SB X 6% = DESCONTO DE VT
valor do benefício x 20% = DESCONTO DE VA

EXEMPLO

Valdecy Andrade tem salário de R$ 780,00, recebe de vale transporte (VT) R$ 8,00 por dia e recebe de vale alimentação (VA) R$ 11,50 por dia. Sabendo dessas informações calcule quanto será descontado de Valdecy.
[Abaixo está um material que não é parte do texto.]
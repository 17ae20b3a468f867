//! Error type shared by the Atlas crates

/// Unified error type for Atlas.
///
/// Entity- and dependency-level problems are absorbed where they happen
/// (skip-and-continue); only the kinds below ever cross an API boundary.
#[derive(Debug, thiserror::Error)]
pub enum AtlasError {
    /// A caller broke a documented structural contract, e.g. passed a node
    /// handle that does not belong to the tree, or a batch entry whose
    /// language has no registered front-end.
    #[error("contract violation: {0}")]
    Contract(String),

    #[error("unsupported language: {0}")]
    UnsupportedLanguage(String),

    #[error("parse error: {0}")]
    Parse(String),

    #[error("malformed compact line: {0}")]
    Compact(String),

    #[error("configuration error: {0}")]
    Config(String),

    #[error("IO error: {0}")]
    Io(#[from] std::io::Error),

    #[error("JSON error: {0}")]
    Json(#[from] serde_json::Error),
}

impl AtlasError {
    /// True for the structural-contract kind, the only one the resolver raises.
    pub fn is_contract(&self) -> bool {
        matches!(self, AtlasError::Contract(_))
    }
}
//! Name table for best-effort dependency resolution

use std::collections::HashMap;

use smallvec::SmallVec;

/// Candidates registered under one name, in insertion order.
pub type Candidates = SmallVec<[usize; 2]>;

/// Maps bare and qualified names to entity indices.
///
/// Several entities may share a name. Lookups pick the most recently
/// inserted candidate; the full list stays available via [`candidates`].
///
/// [`candidates`]: SymbolTable::candidates
#[derive(Debug, Clone, Default)]
pub struct SymbolTable {
    symbols: HashMap<String, Candidates>,
}

impl SymbolTable {
    pub fn new() -> Self {
        Self::default()
    }

    /// Register `index` under `name`. Empty names are ignored.
    pub fn insert(&mut self, name: &str, index: usize) {
        if name.is_empty() {
            return;
        }
        let slot = self.symbols.entry(name.to_string()).or_default();
        // The same entity under the same key twice would skew the tie-break.
        if slot.last() != Some(&index) {
            slot.retain(|i| *i != index);
            slot.push(index);
        }
    }

    /// Most recently inserted candidate for an exact name.
    pub fn lookup(&self, name: &str) -> Option<usize> {
        self.symbols.get(name).and_then(|c| c.last().copied())
    }

    /// Every candidate for an exact name, oldest first.
    pub fn candidates(&self, name: &str) -> &[usize] {
        self.symbols.get(name).map(|c| c.as_slice()).unwrap_or(&[])
    }

    /// Exact lookup, then one retry on the last segment when `name` is
    /// qualified by any of `separators`.
    pub fn resolve(&self, name: &str, separators: &[&str]) -> Option<usize> {
        if let Some(hit) = self.lookup(name) {
            return Some(hit);
        }
        let (_, last) = split_qualified(name, separators)?;
        self.lookup(last)
    }

    /// Like [`resolve`](Self::resolve), but takes the most recent candidate
    /// accepted by `accept` instead of the most recent overall.
    pub fn resolve_where(
        &self,
        name: &str,
        separators: &[&str],
        accept: impl Fn(usize) -> bool,
    ) -> Option<usize> {
        let newest = |key: &str| self.candidates(key).iter().rev().copied().find(|&i| accept(i));
        if let Some(hit) = newest(name) {
            return Some(hit);
        }
        let (_, last) = split_qualified(name, separators)?;
        newest(last)
    }

    pub fn len(&self) -> usize {
        self.symbols.len()
    }

    pub fn is_empty(&self) -> bool {
        self.symbols.is_empty()
    }
}

/// Split `name` at the right-most occurrence of any separator into
/// `(qualifier, last_segment)`. `None` when unqualified.
pub fn split_qualified<'a>(name: &'a str, separators: &[&str]) -> Option<(&'a str, &'a str)> {
    let (pos, sep) = separators
        .iter()
        .filter(|s| !s.is_empty())
        .filter_map(|sep| name.rfind(sep).map(|pos| (pos, *sep)))
        .max_by_key(|(pos, sep)| pos + sep.len())?;
    let qualifier = &name[..pos];
    let last = &name[pos + sep.len()..];
    if qualifier.is_empty() || last.is_empty() {
        return None;
    }
    Some((qualifier, last))
}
O mês de referência é Maio que tem 31 dias, sendo que descontados os 04 domingos e 01 feriado, temos o total de 26 dias úteis (É preciso saber essa informação pois a empresa não paga o vt e va do dia que não tem espediente)

RESPOSTA:

SB R$ 780,00
VT R$ 8,00 X 26= R$ 208,00
VA R$ 11,50 X 26= R$ 299,00

CALCULO

VT
780,00
   X 6%
  46,80 (DESCONTO DE VT)

VA
299,00
  X 20%
  59,80 (DESCONTO DE VA)


         Por tanto o Valdecy Andrade, receberá normalmente o valor de VT e VA, e então será descontado no seu salário (46,80 +59,80=106,60)



Vanessa Lindoso
Professora de Profissionalizante


4 comentários:

Mih Costa disse...

Muito bom, super bem explicado :D

Anônimo disse...

Gostei muito da explicação, agora posso cobrar do meu chefe, pois ele está descontando mais que 20% da alimentação.

Anônimo disse...

Olá,

A empresa poderá não descontar o VT ou descontar valor simbólico?

Vanessa Lindoso disse...

Sim, se a escolha da empresa for não descontar do funcionário. Ela pode tanto não descontar quanto ser um valor simbólico, mas ela tem o direito de descontar e pode abrir mão do seu do direito.